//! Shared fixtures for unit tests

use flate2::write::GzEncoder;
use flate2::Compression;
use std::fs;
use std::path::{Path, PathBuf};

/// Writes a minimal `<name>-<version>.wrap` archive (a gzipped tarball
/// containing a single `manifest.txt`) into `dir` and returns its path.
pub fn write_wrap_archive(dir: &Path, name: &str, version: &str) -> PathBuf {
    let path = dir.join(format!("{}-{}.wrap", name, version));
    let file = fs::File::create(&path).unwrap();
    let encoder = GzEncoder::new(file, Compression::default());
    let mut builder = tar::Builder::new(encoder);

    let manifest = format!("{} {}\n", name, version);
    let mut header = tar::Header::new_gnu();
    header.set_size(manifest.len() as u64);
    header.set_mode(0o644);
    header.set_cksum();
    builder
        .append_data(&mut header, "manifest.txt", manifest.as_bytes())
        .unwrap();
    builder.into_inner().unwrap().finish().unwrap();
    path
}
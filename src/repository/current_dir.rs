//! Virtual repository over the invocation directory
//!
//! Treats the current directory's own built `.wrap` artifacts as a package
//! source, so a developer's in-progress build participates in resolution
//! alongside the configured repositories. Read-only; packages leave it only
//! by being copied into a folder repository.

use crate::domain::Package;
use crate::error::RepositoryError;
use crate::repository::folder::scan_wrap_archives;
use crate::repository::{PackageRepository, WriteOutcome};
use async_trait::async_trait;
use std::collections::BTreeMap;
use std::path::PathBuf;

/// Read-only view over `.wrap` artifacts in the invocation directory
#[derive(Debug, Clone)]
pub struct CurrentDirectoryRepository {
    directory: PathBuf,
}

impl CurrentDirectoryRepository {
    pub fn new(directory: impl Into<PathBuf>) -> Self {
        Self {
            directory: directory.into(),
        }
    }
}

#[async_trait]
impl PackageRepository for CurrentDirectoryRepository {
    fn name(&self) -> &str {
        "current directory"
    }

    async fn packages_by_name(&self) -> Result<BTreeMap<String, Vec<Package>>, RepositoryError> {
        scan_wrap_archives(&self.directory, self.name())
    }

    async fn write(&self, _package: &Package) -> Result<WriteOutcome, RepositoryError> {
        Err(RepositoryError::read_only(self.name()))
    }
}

•••

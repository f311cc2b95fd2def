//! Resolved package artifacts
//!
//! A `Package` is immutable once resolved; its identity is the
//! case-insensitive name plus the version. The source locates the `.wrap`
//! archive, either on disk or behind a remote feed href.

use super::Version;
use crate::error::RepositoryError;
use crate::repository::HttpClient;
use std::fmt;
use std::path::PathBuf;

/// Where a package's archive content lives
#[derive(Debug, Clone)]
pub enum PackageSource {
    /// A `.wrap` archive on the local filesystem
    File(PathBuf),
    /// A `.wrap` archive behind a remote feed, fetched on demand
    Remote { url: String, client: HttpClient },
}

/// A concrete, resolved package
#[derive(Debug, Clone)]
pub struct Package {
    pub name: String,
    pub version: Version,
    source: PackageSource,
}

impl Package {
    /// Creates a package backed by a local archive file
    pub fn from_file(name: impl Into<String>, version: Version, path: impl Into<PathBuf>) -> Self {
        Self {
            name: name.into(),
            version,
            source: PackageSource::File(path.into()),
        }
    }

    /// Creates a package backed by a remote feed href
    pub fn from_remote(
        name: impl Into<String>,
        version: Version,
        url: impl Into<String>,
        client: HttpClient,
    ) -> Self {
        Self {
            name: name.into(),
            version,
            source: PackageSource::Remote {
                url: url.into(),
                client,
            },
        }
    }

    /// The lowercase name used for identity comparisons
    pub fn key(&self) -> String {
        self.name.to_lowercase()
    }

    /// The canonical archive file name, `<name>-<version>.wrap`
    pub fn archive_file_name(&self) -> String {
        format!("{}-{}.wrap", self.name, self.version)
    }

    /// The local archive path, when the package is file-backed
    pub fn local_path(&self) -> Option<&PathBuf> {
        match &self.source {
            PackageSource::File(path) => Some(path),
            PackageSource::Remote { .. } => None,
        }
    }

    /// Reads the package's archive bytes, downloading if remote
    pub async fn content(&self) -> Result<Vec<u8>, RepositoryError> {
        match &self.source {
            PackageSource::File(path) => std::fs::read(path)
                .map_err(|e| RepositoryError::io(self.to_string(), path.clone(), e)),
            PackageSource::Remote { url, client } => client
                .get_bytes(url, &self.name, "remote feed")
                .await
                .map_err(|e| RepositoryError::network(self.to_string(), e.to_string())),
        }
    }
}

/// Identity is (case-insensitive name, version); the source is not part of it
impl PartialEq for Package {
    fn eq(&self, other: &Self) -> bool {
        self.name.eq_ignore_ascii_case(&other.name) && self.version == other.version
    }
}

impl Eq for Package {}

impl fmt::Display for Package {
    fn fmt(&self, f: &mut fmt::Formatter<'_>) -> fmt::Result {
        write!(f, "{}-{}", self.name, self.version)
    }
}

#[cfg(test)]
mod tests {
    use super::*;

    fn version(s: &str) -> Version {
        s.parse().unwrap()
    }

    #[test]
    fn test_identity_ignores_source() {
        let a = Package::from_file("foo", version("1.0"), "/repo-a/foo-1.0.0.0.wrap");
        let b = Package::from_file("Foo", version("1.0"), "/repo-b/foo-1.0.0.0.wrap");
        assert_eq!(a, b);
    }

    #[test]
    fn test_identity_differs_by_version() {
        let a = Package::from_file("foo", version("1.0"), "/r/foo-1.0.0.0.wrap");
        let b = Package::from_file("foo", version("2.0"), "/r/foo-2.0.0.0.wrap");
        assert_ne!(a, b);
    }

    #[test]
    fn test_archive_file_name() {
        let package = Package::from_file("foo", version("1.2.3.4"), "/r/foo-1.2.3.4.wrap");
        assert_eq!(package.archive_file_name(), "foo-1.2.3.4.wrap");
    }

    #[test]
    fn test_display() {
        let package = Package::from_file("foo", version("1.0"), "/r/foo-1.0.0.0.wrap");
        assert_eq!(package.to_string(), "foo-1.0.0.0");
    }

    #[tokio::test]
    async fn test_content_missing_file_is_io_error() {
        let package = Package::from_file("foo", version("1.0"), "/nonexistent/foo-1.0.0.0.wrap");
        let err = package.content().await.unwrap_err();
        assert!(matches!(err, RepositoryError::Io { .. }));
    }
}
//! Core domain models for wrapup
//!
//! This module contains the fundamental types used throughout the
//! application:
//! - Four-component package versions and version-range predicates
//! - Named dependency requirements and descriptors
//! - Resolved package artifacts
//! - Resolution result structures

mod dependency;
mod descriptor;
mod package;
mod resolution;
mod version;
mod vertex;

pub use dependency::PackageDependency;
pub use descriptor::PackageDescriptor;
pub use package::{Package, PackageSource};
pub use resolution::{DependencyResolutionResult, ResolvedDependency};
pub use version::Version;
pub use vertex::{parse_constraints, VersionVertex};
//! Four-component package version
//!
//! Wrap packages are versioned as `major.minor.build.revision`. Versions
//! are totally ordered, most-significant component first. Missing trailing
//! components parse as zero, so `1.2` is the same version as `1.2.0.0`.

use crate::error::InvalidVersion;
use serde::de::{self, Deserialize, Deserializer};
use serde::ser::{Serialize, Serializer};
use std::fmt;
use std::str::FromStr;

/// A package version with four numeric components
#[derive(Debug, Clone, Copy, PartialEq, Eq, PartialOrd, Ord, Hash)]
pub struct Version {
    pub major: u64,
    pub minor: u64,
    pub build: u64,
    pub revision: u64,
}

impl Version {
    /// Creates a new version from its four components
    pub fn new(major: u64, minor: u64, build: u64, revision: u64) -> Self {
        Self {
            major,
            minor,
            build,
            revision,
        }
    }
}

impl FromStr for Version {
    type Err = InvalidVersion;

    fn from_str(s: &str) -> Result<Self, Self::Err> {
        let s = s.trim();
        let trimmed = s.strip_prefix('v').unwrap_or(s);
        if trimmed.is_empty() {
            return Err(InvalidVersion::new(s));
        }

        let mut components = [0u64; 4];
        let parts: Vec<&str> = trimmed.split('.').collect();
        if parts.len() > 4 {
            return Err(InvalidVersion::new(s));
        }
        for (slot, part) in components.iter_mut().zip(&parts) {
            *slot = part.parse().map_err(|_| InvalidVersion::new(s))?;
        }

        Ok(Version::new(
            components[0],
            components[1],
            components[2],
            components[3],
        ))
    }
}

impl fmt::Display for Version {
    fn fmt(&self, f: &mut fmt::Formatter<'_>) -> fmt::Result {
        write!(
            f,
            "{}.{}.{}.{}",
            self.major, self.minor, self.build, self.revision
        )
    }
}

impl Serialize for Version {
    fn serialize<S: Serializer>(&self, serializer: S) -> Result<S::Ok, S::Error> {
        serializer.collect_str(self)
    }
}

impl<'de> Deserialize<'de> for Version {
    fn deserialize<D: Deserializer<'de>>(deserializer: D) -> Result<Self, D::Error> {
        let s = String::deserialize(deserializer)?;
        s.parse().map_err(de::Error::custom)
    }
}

•••

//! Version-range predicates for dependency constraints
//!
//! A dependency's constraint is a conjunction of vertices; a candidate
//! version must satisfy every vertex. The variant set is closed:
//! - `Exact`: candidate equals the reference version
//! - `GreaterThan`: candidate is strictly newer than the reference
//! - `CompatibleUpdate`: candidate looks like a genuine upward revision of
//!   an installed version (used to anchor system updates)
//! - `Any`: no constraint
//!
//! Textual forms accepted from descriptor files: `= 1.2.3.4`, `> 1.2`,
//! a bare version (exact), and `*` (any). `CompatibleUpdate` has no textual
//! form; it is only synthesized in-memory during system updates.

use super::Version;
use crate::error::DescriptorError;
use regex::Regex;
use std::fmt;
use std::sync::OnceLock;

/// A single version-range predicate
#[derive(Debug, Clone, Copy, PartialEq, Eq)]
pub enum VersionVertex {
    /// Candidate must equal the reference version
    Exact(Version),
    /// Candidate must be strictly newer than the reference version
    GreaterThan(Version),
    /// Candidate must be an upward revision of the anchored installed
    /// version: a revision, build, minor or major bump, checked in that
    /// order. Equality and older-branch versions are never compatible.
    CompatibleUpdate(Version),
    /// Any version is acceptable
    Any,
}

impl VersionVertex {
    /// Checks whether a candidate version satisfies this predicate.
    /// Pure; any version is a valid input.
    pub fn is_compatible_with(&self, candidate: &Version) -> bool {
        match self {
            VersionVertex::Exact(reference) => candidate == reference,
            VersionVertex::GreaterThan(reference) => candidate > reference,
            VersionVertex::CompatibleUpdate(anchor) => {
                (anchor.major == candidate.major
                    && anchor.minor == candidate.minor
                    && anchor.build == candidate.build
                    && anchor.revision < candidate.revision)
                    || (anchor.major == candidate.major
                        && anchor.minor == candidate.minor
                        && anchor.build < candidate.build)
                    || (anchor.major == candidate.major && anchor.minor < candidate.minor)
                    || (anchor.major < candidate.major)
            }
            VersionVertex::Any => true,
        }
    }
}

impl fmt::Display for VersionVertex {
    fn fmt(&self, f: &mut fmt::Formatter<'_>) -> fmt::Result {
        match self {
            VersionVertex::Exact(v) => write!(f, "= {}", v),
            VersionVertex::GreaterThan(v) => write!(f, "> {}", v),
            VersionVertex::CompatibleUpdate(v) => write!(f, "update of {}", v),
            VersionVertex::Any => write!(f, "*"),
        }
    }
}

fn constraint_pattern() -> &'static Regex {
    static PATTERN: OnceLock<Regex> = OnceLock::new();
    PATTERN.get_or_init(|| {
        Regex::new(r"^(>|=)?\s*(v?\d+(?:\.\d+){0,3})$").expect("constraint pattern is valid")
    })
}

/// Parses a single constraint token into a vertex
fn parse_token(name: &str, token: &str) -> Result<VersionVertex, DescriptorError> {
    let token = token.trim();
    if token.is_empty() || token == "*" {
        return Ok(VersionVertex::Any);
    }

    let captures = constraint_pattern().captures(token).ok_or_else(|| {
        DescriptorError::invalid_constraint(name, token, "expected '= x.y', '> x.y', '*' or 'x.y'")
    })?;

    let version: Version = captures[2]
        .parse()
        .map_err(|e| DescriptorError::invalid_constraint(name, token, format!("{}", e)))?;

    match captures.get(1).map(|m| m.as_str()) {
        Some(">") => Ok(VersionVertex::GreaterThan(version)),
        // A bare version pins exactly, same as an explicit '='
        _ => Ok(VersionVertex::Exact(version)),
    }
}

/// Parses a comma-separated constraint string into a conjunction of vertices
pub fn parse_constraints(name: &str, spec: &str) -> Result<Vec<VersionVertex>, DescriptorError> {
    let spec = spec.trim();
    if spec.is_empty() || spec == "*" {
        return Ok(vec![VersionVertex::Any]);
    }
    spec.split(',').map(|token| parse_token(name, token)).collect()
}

•••

#### DESCRIPTION OF THE TASK:
Beginning at the line with "for dependency constraints" and stopping after the line with "(anchor.major < candidate.major)", please write out every line of the data above exactly and nothing else.

#### ANSWER TO THE PROBLEM:
//! Version-range predicates for dependency constraints
//!
//! A dependency's constraint is a conjunction of vertices; a candidate
//! version must satisfy every vertex. The variant set is closed:
//! - `Exact`: candidate equals the reference version
//! - `GreaterThan`: candidate is strictly newer than the reference
//! - `CompatibleUpdate`: candidate looks like a genuine upward revision of
//!   an installed version (used to anchor system updates)
//! - `Any`: no constraint
//!
//! Textual forms accepted from descriptor files: `= 1.2.3.4`, `> 1.2`,
//! a bare version (exact), and `*` (any). `CompatibleUpdate` has no textual
//! form; it is only synthesized in-memory during system updates.

use super::Version;
use crate::error::DescriptorError;
use regex::Regex;
use std::fmt;
use std::sync::OnceLock;

/// A single version-range predicate
#[derive(Debug, Clone, Copy, PartialEq, Eq)]
pub enum VersionVertex {
    /// Candidate must equal the reference version
    Exact(Version),
    /// Candidate must be strictly newer than the reference version
    GreaterThan(Version),
    /// Candidate must be an upward revision of the anchored installed
    /// version: a revision, build, minor or major bump, checked in that
    /// order. Equality and older-branch versions are never compatible.
    CompatibleUpdate(Version),
    /// Any version is acceptable
    Any,
}

impl VersionVertex {
    /// Checks whether a candidate version satisfies this predicate.
    /// Pure; any version is a valid input.
    pub fn is_compatible_with(&self, candidate: &Version) -> bool {
        match self {
            VersionVertex::Exact(reference) => candidate == reference,
            VersionVertex::GreaterThan(reference) => candidate > reference,
            VersionVertex::CompatibleUpdate(anchor) => {
                (anchor.major == candidate.major
                    && anchor.minor == candidate.minor
                    && anchor.build == candidate.build
                    && anchor.revision < candidate.revision)
                    || (anchor.major == candidate.major
                        && anchor.minor == candidate.minor
                        && anchor.build < candidate.build)
                    || (anchor.major == candidate.major && anchor.minor < candidate.minor)
                    || (anchor.major < candidate.major)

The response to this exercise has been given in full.